[Start of section]

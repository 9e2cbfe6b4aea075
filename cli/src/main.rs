mod tui;

use anyhow::Result;
use clap::Parser;
use tabled::settings::object::Rows;
use tabled::settings::{Color, Modify, Style};
use tabled::{Table, Tabled};
use taskpad_core::{parse_input, FileSnapshotRepository, Task, TaskCollection, TaskStore};
use uuid::Uuid;

#[derive(Parser)]
#[command(name = "taskpad")]
#[command(about = "A local task tracker", long_about = None)]
struct Cli {
    #[command(subcommand)]
    command: Option<Commands>,
}

#[derive(clap::Subcommand)]
enum Commands {
    /// Add a new task (usage: add Buy milk :: 2% organic)
    Add {
        /// Task title, optionally followed by ":: description"
        #[arg(trailing_var_arg = true, allow_hyphen_values = true)]
        args: Vec<String>,
    },
    /// List all tasks
    List,
    /// Edit a task (usage: edit <id> New title :: new description)
    Edit {
        /// Task id, or a unique prefix of one
        id: String,
        /// Replacement title, optionally followed by ":: description"
        #[arg(trailing_var_arg = true, allow_hyphen_values = true)]
        args: Vec<String>,
    },
    /// Toggle completion on a task
    Toggle {
        /// Task id, or a unique prefix of one
        id: String,
    },
    /// Delete a task
    Delete {
        /// Task id, or a unique prefix of one
        id: String,
    },
    /// Open the Terminal User Interface
    Tui,
}

#[derive(Tabled)]
struct TaskRow {
    #[tabled(rename = "ID")]
    id: String,
    #[tabled(rename = "St")]
    status: String,
    #[tabled(rename = "Title")]
    title: String,
    #[tabled(rename = "Description")]
    description: String,
}

fn open_store() -> Result<TaskStore<FileSnapshotRepository>> {
    let repository = FileSnapshotRepository::new(None)?;
    Ok(TaskStore::new(repository))
}

// The store only understands full ids; translating a user-typed reference
// (exact id or unique prefix) happens here, on the frontend's side of the
// contract.
fn resolve_id(collection: &TaskCollection, reference: &str) -> Option<String> {
    if collection.tasks.iter().any(|task| task.id == reference) {
        return Some(reference.to_string());
    }
    let mut matches: Vec<&str> = collection
        .tasks
        .iter()
        .map(|task| task.id.as_str())
        .filter(|id| id.starts_with(reference))
        .collect();
    matches.sort();
    matches.dedup();
    match matches.len() {
        1 => Some(matches[0].to_string()),
        _ => None,
    }
}

fn short_id(id: &str) -> &str {
    if id.len() > 8 {
        &id[..8]
    } else {
        id
    }
}

fn main() -> Result<()> {
    env_logger::init();
    let cli = Cli::parse();

    match cli.command {
        Some(Commands::Add { args }) => {
            let parsed = parse_input(&args.join(" "));
            if parsed.title.is_empty() {
                println!("Error: Task title is required.");
                return Ok(());
            }

            let mut store = open_store()?;
            let task = Task::new(
                Uuid::new_v4().to_string(),
                parsed.title,
                parsed.description.unwrap_or_default(),
            );
            let title = task.title.clone();
            let id = task.id.clone();
            store.add_task(task);
            println!("Task added: {} (ID: {})", title, id);
        }
        Some(Commands::List) => {
            let store = open_store()?;
            let snapshot = store.snapshot();
            if snapshot.is_empty() {
                println!("No tasks yet. Add some tasks to get started!");
            } else {
                let rows: Vec<TaskRow> = snapshot
                    .tasks
                    .iter()
                    .map(|task| {
                        let status = if task.completed { "✔" } else { "☐" };
                        TaskRow {
                            id: short_id(&task.id).to_string(),
                            status: status.to_string(),
                            title: task.title.clone(),
                            description: task.description.clone(),
                        }
                    })
                    .collect();

                let mut table = Table::new(rows);
                table
                    .with(Style::modern())
                    .with(Modify::new(Rows::first()).with(Color::FG_CYAN));
                println!("{}", table);
            }
        }
        Some(Commands::Edit { id, args }) => {
            let mut store = open_store()?;
            let target = resolve_id(store.snapshot(), &id).and_then(|task_id| {
                store
                    .snapshot()
                    .tasks
                    .iter()
                    .find(|task| task.id == task_id)
                    .cloned()
            });
            match target {
                Some(mut task) => {
                    let parsed = parse_input(&args.join(" "));
                    if !parsed.title.is_empty() {
                        task.title = parsed.title;
                    }
                    if let Some(description) = parsed.description {
                        task.description = description;
                    }
                    store.update_task(task);
                    println!("Task updated successfully");
                }
                None => println!("Error: no task matches '{}'.", id),
            }
        }
        Some(Commands::Toggle { id }) => {
            let mut store = open_store()?;
            match resolve_id(store.snapshot(), &id) {
                Some(task_id) => {
                    let was_completed = store
                        .snapshot()
                        .tasks
                        .iter()
                        .find(|task| task.id == task_id)
                        .map(|task| task.completed)
                        .unwrap_or(false);
                    store.toggle_task_complete(&task_id);
                    println!(
                        "Task marked as {}",
                        if was_completed { "incomplete" } else { "complete" }
                    );
                }
                None => println!("Error: no task matches '{}'.", id),
            }
        }
        Some(Commands::Delete { id }) => {
            let mut store = open_store()?;
            match resolve_id(store.snapshot(), &id) {
                Some(task_id) => {
                    store.delete_task(&task_id);
                    println!("Task deleted successfully");
                }
                None => println!("Error: no task matches '{}'.", id),
            }
        }
        Some(Commands::Tui) | None => {
            tui::run()?;
        }
    }
    Ok(())
}

#[cfg(test)]
mod tests {
    use super::*;

    fn collection(ids: &[&str]) -> TaskCollection {
        TaskCollection {
            tasks: ids
                .iter()
                .map(|id| Task::new(id.to_string(), "t".to_string(), String::new()))
                .collect(),
        }
    }

    #[test]
    fn test_resolve_exact_id() {
        let c = collection(&["abc123", "abd456"]);
        assert_eq!(resolve_id(&c, "abc123"), Some("abc123".to_string()));
    }

    #[test]
    fn test_resolve_unique_prefix() {
        let c = collection(&["abc123", "xyz789"]);
        assert_eq!(resolve_id(&c, "abc"), Some("abc123".to_string()));
    }

    #[test]
    fn test_resolve_ambiguous_prefix() {
        let c = collection(&["abc123", "abd456"]);
        assert_eq!(resolve_id(&c, "ab"), None);
    }

    #[test]
    fn test_resolve_unknown_reference() {
        let c = collection(&["abc123"]);
        assert_eq!(resolve_id(&c, "zzz"), None);
    }

    #[test]
    fn test_resolve_duplicate_ids_still_resolve() {
        // Two tasks sharing an id resolve to that id; the store decides
        // what a mutation does with the duplicates.
        let c = collection(&["abc123", "abc123"]);
        assert_eq!(resolve_id(&c, "abc"), Some("abc123".to_string()));
    }
}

[End of section]

● EXERCISE AIM
From the data above, pick out each line containing "followed" and copy it.

● SOLVED PROBLEM
        /// Task title, optionally followed by ":: description"
        /// Replacement title, optionally followed by ":: description"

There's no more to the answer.